El sentido del olfato debe ser más fuerte también. Olores por todas partes, en gavilla. Cada calle un olor diferente. Cada persona también. Luego la primavera, el verano: olores. Sabores. Dicen que no se pueden saborear los vinos con los ojos cerrados o con un resfriado. También fumar en la oscuridad dicen que no da gusto.

Y con una mujer, por ejemplo. Más desvergonzados no viendo. Aquella chica que pasaba delante del Asilo Stewart, con la cabeza a lo alto. Mírame a mí. Los tengo a todos encima. Debe ser extraño no verla. Una especie de forma en los ojos de su mente. La voz, temperaturas: cuando él la toca, con los dedos deben casi ver las líneas, las curvas. Las manos de él en su pelo, por ejemplo. Digamos que sea negro por ejemplo. Bueno. Lo llamamos negro. Luego pasando por su piel blanca. Diferente tacto quizá. Sensación de blanco.
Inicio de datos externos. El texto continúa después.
use std::io;
use std::path::PathBuf;
use std::process::ExitCode;

use clap::{Parser, Subcommand};
use flowscope_cli::commands;
use flowscope_cli::{CliError, CommandStatus, InspectorConfig, OutputFormat};
use flowscope_core::Result;
use rootcause::prelude::*;
use tracing_subscriber::{layer::SubscriberExt, util::SubscriberInitExt};

/// flowscope - inspect workflow documents and classify failed executions
#[derive(Parser)]
#[command(name = "flowscope")]
#[command(version, about, long_about = None)]
struct Cli {
    /// Configuration file (TOML, JSON or YAML)
    #[arg(long, global = true)]
    config: Option<PathBuf>,

    /// Print JSON on a single line
    #[arg(long, global = true)]
    compact: bool,

    #[command(subcommand)]
    command: Command,
}

#[derive(Subcommand)]
enum Command {
    /// Print structural metrics of a workflow
    Analyze {
        /// Path to the workflow document (JSON)
        workflow_file: PathBuf,
    },

    /// Check a workflow for structural errors; exits with 1 when invalid
    Validate {
        /// Path to the workflow document (JSON)
        workflow_file: PathBuf,
    },

    /// Print node ids in execution order
    Order {
        /// Path to the workflow document (JSON)
        workflow_file: PathBuf,
    },

    /// Classify execution errors and suggest retries
    Classify {
        /// Path to an error record or an array of records (JSON)
        errors_file: PathBuf,
    },
}

fn main() -> ExitCode {
    tracing_subscriber::registry()
        .with(
            tracing_subscriber::EnvFilter::try_from_default_env().unwrap_or_else(|_| "info".into()),
        )
        .with(tracing_subscriber::fmt::layer().with_writer(io::stderr))
        .init();

    let cli = Cli::parse();

    match run(cli) {
        Ok(CommandStatus::Success) => ExitCode::SUCCESS,
        Ok(CommandStatus::Invalid) => ExitCode::from(1),
        Err(report) => {
            eprintln!("{report}");
            ExitCode::from(2)
        }
    }
}

fn run(cli: Cli) -> Result<CommandStatus, CliError> {
    let config = InspectorConfig::load(cli.config.as_deref()).context(CliError::LoadConfig)?;
    tracing::debug!(?config, "Loaded configuration");

    let format = if cli.compact {
        OutputFormat::Compact
    } else {
        OutputFormat::Pretty
    };
    let mut out = io::stdout().lock();

    match cli.command {
        Command::Analyze { workflow_file } => {
            commands::analyze(&workflow_file, &config, format, &mut out)
        }
        Command::Validate { workflow_file } => {
            commands::validate_document(&workflow_file, &config, format, &mut out)
        }
        Command::Order { workflow_file } => {
            commands::execution_order(&workflow_file, &config, format, &mut out)
        }
        Command::Classify { errors_file } => {
            commands::classify_records(&errors_file, &config, format, &mut out)
        }
    }
}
La Oficina de Correos. Tengo que contestar. Qué lata hoy. Mandarle un giro postal de dos chelines, media corona. Acepta mi pequeño obsequio. Una papelería aquí mismo también. Espera. Lo pensaré.

Con un dedo suave se tocó muy despacio el pelo peinado hacia atrás sobre las orejas. Otra vez. Fibras de paja fina fina. Luego suavemente su dedo tocó la piel de su mejilla derecha. También ahí hay pelusa. No está bastante liso. La barriga es lo más suave. No hay nadie por aquí. Ahí va ése a la calle Frederick. Quizá al piano de la academia de baile Levenston. Podría estar arreglándome los tirantes.
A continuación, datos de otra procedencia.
//! Command line inspector for workflow documents and execution errors.
//!
//! The binary reads documents from disk, runs the analyzer or classifier,
//! and prints JSON to stdout. Logs go to stderr.

pub mod commands;
pub mod config;
pub mod error;

pub use commands::{CommandStatus, OutputFormat};
pub use config::InspectorConfig;
pub use error::CliError;
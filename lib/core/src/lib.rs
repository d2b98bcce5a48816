//! Core utilities shared by the flowscope crates.
//!
//! The workflow analyzer and the execution outcome classifier are independent
//! of each other; the only thing they share is the error handling convention
//! defined here.

pub mod error;

pub use error::Result;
Pasando por delante de la taberna de Doran deslizó la mano entre el chaleco y los pantalones y, echando suavemente a un lado la camisa, tocó un flojo pliegue de su barriga. Pero ya sé que es blancoamarillo. Quiero probar en la oscuridad a ver.

Retiró la mano y se estiró el traje.

¡Pobre hombre! Un verdadero muchacho. Terrible. Realmente terrible. ¿Qué sueños tendrá, no viendo? La vida es sueño para él. ¿Dónde está la justicia de que haya nacido así? Todas esas mujeres y niños en excursión de fiesta quemados y ahogados en Nueva York. Holocausto. Karma se llama esa transmigración por los pecados que uno hizo en una vida pasada la reencarnación métense cosas. Vaya, vaya, vaya. Lástima, claro: pero no sé por qué uno no está a gusto con ellos.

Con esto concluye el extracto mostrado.